EXERCISE REQUIREMENTS
Work through the material below line by line and say how many lines include the word "bool". Only the number, please.
(DATASET RECORDS Opens)
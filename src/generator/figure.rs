use rand::{Rng, RngCore};

use crate::shape::{ShapeLabel, ShapeSample};

/// Produces noisy samples of a single shape class.
///
/// Implementors only describe the clean outline through `is_edge`; the
/// provided `generate` draws one uniform number per pixel and inverts the
/// pixel when that number falls below `noise`.
pub trait FigureGenerator: Send + Sync {
    fn label(&self) -> ShapeLabel;

    /// Whether `(row, col)` lies on the outline in a `side×side` grid.
    fn is_edge(&self, side: usize, row: usize, col: usize) -> bool;

    fn generate(&self, side: usize, count: usize, noise: f64, rng: &mut dyn RngCore) -> Vec<ShapeSample> {
        (0..count)
            .map(|_| {
                ShapeSample::from_fn(side, self.label(), |row, col| {
                    let edge = self.is_edge(side, row, col);
                    let noisy = rng.gen::<f64>() < noise;
                    edge ^ noisy
                })
            })
            .collect()
    }
}

/// `(side - 1) / 2`, the center coordinate shared by all outlines.
pub(crate) fn center(side: usize) -> f64 {
    (side as f64 - 1.0) / 2.0
}

/// Distance from the border to the square and triangle outlines.
pub(crate) fn inset(side: usize) -> i64 {
    let c = center(side);
    let half_span = ((side as f64 - c) / 2.0).ceil();
    (c - half_span).ceil() as i64
}

#[cfg(test)]
pub(crate) fn clean(generator: &dyn FigureGenerator, side: usize) -> Vec<Vec<bool>> {
    use rand::SeedableRng;
    let mut rng = rand::rngs::StdRng::seed_from_u64(0);
    generator.generate(side, 1, 0.0, &mut rng).remove(0).pixels().to_vec()
}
(DATASET RECORDS Closes)
SOLUTION TO THE EXERCISE
2